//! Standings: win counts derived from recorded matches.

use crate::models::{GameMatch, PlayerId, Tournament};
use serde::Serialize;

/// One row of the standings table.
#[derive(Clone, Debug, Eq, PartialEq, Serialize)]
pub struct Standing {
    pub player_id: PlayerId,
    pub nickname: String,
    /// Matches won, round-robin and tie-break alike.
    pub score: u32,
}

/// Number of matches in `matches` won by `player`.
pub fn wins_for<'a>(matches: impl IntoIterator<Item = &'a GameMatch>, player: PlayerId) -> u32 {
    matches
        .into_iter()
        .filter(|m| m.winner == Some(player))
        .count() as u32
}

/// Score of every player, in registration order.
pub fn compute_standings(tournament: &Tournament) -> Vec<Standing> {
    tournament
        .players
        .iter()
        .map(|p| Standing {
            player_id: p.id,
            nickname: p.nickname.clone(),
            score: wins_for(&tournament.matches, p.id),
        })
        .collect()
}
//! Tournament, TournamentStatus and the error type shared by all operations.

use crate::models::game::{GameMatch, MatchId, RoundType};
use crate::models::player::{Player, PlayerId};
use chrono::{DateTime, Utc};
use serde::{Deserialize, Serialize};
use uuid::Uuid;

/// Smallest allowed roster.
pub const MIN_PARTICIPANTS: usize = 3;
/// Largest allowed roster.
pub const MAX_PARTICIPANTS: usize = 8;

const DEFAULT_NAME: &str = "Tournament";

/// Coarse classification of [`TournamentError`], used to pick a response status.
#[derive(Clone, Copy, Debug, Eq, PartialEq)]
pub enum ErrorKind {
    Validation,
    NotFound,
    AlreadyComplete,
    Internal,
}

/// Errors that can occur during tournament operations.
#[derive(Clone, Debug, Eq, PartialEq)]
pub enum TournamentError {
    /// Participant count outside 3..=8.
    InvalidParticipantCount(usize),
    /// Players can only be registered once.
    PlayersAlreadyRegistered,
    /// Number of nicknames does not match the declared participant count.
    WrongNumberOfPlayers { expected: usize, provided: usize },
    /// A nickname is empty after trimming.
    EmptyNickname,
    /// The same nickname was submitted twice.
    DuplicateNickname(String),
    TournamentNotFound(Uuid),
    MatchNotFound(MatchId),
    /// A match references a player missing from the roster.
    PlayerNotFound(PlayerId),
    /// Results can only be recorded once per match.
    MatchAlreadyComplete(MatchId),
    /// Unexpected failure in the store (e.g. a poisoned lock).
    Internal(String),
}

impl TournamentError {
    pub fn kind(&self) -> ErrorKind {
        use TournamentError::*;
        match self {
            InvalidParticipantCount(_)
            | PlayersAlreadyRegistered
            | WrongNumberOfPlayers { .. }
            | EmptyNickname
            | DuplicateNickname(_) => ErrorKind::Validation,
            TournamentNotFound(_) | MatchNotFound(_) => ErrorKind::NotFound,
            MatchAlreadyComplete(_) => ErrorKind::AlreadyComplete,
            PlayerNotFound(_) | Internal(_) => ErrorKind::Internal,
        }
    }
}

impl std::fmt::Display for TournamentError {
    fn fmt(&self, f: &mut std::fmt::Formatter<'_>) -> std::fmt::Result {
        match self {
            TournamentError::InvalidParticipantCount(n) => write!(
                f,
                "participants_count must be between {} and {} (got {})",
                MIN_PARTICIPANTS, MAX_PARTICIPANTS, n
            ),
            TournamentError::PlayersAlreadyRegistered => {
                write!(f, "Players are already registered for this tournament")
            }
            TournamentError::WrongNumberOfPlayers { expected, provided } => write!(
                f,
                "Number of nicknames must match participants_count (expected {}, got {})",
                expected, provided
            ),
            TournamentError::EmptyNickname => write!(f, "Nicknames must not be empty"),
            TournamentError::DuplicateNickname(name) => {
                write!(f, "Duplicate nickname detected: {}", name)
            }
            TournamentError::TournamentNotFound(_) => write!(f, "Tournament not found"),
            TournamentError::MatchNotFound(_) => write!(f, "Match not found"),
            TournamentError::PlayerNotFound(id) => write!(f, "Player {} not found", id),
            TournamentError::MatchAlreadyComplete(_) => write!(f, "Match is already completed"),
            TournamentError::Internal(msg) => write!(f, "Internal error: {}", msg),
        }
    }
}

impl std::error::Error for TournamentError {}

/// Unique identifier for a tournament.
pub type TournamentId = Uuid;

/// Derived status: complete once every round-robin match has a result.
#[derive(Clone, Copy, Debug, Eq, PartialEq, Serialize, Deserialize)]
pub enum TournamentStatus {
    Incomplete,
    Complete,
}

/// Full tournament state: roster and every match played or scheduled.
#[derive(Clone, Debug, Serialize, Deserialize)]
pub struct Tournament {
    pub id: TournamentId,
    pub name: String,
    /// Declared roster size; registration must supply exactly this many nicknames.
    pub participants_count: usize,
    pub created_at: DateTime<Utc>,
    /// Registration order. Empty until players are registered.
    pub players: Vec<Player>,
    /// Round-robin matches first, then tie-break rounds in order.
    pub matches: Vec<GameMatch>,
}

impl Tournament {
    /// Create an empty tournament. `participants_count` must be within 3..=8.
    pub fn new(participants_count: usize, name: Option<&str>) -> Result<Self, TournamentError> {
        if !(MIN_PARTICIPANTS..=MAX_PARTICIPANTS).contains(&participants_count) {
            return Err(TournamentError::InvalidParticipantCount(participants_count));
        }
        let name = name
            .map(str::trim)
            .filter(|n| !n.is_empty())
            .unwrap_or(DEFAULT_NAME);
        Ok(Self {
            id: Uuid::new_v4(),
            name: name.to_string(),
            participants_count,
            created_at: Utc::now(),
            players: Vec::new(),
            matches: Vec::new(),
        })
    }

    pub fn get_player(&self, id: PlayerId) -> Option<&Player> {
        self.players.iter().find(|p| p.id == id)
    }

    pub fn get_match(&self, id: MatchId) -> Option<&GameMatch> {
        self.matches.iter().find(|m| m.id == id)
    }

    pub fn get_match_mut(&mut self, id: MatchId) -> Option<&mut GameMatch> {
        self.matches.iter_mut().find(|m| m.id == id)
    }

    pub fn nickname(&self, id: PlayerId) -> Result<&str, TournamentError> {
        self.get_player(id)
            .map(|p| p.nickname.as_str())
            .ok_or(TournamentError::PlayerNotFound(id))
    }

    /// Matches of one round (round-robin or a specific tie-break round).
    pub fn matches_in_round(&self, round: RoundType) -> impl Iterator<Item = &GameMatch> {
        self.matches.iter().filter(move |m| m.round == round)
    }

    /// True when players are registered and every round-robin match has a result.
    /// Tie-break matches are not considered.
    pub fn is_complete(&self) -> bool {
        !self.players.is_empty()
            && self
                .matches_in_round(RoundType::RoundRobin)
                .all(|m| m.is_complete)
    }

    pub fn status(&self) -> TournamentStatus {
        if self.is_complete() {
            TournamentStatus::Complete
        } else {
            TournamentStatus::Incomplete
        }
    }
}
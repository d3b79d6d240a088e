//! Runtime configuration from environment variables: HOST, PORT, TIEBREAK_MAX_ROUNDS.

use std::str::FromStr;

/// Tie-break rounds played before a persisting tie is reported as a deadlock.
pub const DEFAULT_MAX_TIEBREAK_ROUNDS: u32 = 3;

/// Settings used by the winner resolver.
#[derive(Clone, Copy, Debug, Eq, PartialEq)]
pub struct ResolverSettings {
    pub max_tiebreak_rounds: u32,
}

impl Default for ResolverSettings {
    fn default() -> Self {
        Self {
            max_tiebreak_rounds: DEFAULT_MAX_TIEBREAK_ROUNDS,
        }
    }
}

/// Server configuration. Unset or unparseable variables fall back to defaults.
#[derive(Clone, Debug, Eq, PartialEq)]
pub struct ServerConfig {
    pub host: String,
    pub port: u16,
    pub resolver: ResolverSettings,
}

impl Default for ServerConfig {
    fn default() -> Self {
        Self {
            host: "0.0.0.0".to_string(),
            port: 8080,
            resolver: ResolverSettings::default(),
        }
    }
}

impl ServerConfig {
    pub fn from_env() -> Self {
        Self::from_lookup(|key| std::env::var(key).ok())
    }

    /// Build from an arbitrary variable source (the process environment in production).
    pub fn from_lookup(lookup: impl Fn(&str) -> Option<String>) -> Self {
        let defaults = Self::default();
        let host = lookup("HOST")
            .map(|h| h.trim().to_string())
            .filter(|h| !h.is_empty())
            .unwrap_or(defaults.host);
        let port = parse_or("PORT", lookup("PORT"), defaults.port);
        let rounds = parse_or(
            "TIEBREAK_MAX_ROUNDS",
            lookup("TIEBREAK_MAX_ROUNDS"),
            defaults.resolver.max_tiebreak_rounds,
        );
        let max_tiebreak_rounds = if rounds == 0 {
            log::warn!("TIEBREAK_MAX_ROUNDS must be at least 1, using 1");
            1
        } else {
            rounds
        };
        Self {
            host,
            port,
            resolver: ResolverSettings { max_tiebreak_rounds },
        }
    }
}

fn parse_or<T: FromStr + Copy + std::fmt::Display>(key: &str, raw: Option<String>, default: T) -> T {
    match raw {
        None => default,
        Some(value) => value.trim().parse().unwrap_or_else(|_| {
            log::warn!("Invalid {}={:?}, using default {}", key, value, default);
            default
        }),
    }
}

_Assigned task_:
Search the entries for the string "played". Copy every line that has it.

_Result_:
/// Full tournament state: roster and every match played or scheduled.
/// Tie-break rounds played before a persisting tie is reported as a deadlock.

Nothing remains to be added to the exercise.